Иногда я читал ему его старые рассказы. Он как раз готовил их к изданию, и я часто видел, как он перемарывал рассказ, чуть не заново его писал.
Как-то я выбрал и начал вслух читать его давнишний рассказ, написанный в 1886 году, «Ворона».
Сначала Антон Павлович хмурился, но по мере того, как развивалось действие, делался все благодушнее, понемногу стал улыбаться, смеяться. Правда, пьяных я умел изображать.
И.А. Бунин. Чехов
В одном углу литературный спор, в саду, как школьники, занимались тем, кто дальше бросит камень, в третьей кучке И.А. Бунин с необыкновенным талантом представляет что-то, а там, где Бунин, непременно стоит Антон Павлович и хохочет, помирает от смеха. Никто так не умел смешить Антона Павловича, как И.А. Бунин, когда он был в хорошем настроении.

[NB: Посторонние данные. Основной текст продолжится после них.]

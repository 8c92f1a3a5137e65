//! API 模块常量定义

/// `POST /api/shorturl` 校验失败时返回的错误信息
pub const INVALID_URL_MESSAGE: &str = "invalid url";

/// `GET /api/shorturl/{id}` 未命中时返回的错误信息
pub const SHORT_URL_NOT_FOUND_MESSAGE: &str = "No short URL found";

/// 请求 ID 响应头
pub const REQUEST_ID_HEADER: &str = "x-request-id";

К.С. Станиславский. А.П. Чехов в Художественном театре
Тихая, сознательная покорность отражалась в его глазах.
— А Бунину передайте, чтобы писал и писал. Из него большой писатель выйдет. Так и скажите ему это от меня. Не забудьте.

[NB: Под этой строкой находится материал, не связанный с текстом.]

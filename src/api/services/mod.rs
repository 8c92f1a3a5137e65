pub mod exercise;
pub mod file_metadata;
pub mod health;
#[cfg(feature = "metrics")]
pub mod metrics;
pub mod shorturl;

pub use exercise::{ExerciseHandlers, exercise_routes};
pub use file_metadata::{FileMetadataService, file_metadata_routes};
pub use health::{AppStartTime, HealthService, health_routes, hello};
pub use shorturl::{ShortUrlService, shorturl_routes};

Сомневаться в том, что мы видимся в последний раз, не приходилось.
Н.Д. Телешов. А.П. Чехов
Последнее письмо я получил от него из-за границы, в середине июня 1904 года, живя в деревне. Он писал, что чувствует он себя недурно, заказал себе белый костюм, огорчается только за Японию, «чудесную страну», которую, конечно, разобьет и раздавит Россия. Четвертого июля я поехал верхом в село на почту, взял там газеты, письма и завернул в кузницу перековать лошади ногу. Был жаркий и сонный степной день, с тусклым блеском неба, с горячим южным ветром. Я развернул газету, сидя на пороге кузнецовой избы, — и вдруг точно ледяная бритва полоснула мне по сердцу...
И.А. Бунин. Чехов
* * *
Шуточное ялтинское пари — кто напишет воспоминания? — выиграл все-таки дворянин. Бунин пережил Чехова почти на полвека. «Он думал: писать ли ему о Чехове еще раз, вернее, «дописать» ли о нем? А здоровье его все время слабело, он боялся — хватит ли сил? Но тем не менее с большим вниманием он продолжал делать заметки, перечитывать произведения и письма Чехова. <...> В бессонные ночи Иван Алексеевич — в последний год жизни он почти лишился сна — делал заметки на обрывках бумаги, иногда даже на папиросных коробках, — вспоминал беседы с Чеховым» (В.Н. Бунина). Подготовленная вдовой писателя книга «О Чехове» с подзаголовком «незаконченная рукопись» вышла через два года после смерти второго участника ялтинского спора в Америке — в Издательстве имени Чехова.